Re: general protection fault in devlink_info_serial_number_put

From: Vincent Mailhol
Date: Tue Feb 04 2025 - 09:59:47 EST


On 04/02/2025 at 23:41, Eric Dumazet wrote:
> On Tue, Feb 4, 2025 at 3:09 PM Vincent Mailhol
> <mailhol.vincent@xxxxxxxxxx> wrote:
>>
>> +To: Jiri Pirko
>> +To: Jakub Kicinski
>> +CC: David S. Miller
>> +CC: Eric Dumazet
>> +CC: Paolo Abeni
>> +CC: Simon Horman
>> +CC: netdev@xxxxxxxxxxxxxxx
>>
>> On 04/02/2025 at 16:44, YAN KANG wrote:
>>> Dear developers and maintainers,
>>>
>>> I found a new kernel NULL-Pointer-Dereference bug titiled "general protection fault in devlink_info_serial_number_put" while using modified syzkaller fuzzing tool.
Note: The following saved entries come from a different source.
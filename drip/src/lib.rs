// Licensed to the Apache Software Foundation (ASF) under one
// or more contributor license agreements.  See the NOTICE file
// distributed with this work for additional information
// regarding copyright ownership.  The ASF licenses this file
// to you under the Apache License, Version 2.0 (the
// "License"); you may not use this file except in compliance
// with the License.  You may obtain a copy of the License at
//
//   http://www.apache.org/licenses/LICENSE-2.0
//
// Unless required by applicable law or agreed to in writing,
// software distributed under the License is distributed on an
// "AS IS" BASIS, WITHOUT WARRANTIES OR CONDITIONS OF ANY
// KIND, either express or implied.  See the License for the
// specific language governing permissions and limitations
// under the License.

//! # drip
//!
//! A library for exploring multivariate datasets held in memory.
//!
//! Rows are selected with bitmask [`Filter`]s: one bit per row of a dataset.
//! Filters are built from a key function and a predicate, refined by further
//! predicates, combined with `&`, `|`, `^` and `!`, and finally projected back
//! into rows with [`query`].
//!
//! ```rust
//! use drip::Filter;
//! use drip::key::Conversion;
//! use drip::key::Value;
//! use drip::key::make_key_functions;
//! use drip::predicate::eq;
//! use drip::predicate::gt;
//! use drip::query;
//!
//! // date, delay, origin
//! let flights = vec![
//!     vec!["2001-01-01", "-6", "ONT"],
//!     vec!["2001-01-01", "14", "SFO"],
//!     vec!["2001-01-02", "45", "ONT"],
//! ];
//! let keys = make_key_functions([Conversion::Str, Conversion::Int, Conversion::Str]);
//! let (delay, origin) = (&keys[1], &keys[2]);
//!
//! let late = Filter::builder(&flights)
//!     .matching_by(delay, &gt(Value::Int(0)))
//!     .unwrap();
//! let late_from_ont = Filter::builder(&flights)
//!     .refine(&late)
//!     .matching_by(origin, &eq(Value::from("ONT")))
//!     .unwrap();
//!
//! let rows: Vec<_> = query(&flights, &late_from_ont).unwrap().collect();
//! assert_eq!(rows, vec![&flights[2]]);
//! ```

pub mod error;
pub mod filter;
pub mod key;
pub mod predicate;
pub mod query;

pub use self::filter::Filter;
pub use self::filter::FilterBuilder;
pub use self::filter::filter;
pub use self::query::query;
I Itested it on the latest Linux upstream version (6.13.0-rc7)related to ETAS ES58X CAN/USB DRIVER, and it was able to be triggered.
>>>
>>> The bug info is:
>>>
>>> kernel revision: v6.13-rc7
>>> OOPS message: general protection fault in devlink_info_serial_number_put
>>> reproducer:YES
>>>
>>> After preliminary analysis, The root casue may be :
>>> in the function: es58x_devlink_info_get drivers/net/can/usb/etas_es58x/es58x_devlink.c
>>> es58x_dev->udev->serial == NULL ,but no check for it.
>>>
>>> devlink_info_serial_number_put(req, es58x_dev->udev->serial) triggers NPD .
>>>
>>> Fix suggestion: Check es58x_dev->udev->serial before deference pointer.
>>
>> Thanks for the report. I acknowledge the issue: the serial number of a
>> USB device may be NULL and I forget to check this condition.
>>
>> @netdev and devlink maintainers
>>
>> I can of course fix this locally, but this that this kind of issue looks
>> like some nasty pitfall to me. So, I was wondering if it wouldn't be
>> safer to add the NULL check in the framework instead of in the device.
>> The netlink is not part of the hot path, so a NULL check should not have
>> performance impacts.
>>
>> I am thinking of:
>>
>> diff --git a/include/net/netlink.h b/include/net/netlink.h
>> index e015ffbed819..eaee9a1aa91f 100644
>> --- a/include/net/netlink.h
>> +++ b/include/net/netlink.h
>> @@ -1617,6 +1617,8 @@ static inline int nla_put_sint(struct sk_buff
>> *skb, int attrtype, s64 value)
>> static inline int nla_put_string(struct sk_buff *skb, int attrtype,
>> const char *str)
>> {
>> + if (!str)
>> + return 0;
>> return nla_put(skb, attrtype, strlen(str) + 1, str);
>> }
>>
>> Of course, it is also possible to do the check in
>> devlink_info_serial_number_put().
>>
>> What do you think?
>
> Please fix the caller.
>
> nla_put_string() is not supposed to be called with a NULL str.
>
> Next time, we will have someone adding a test about a NULL skb.
>
> Adding such tests could hide real bugs.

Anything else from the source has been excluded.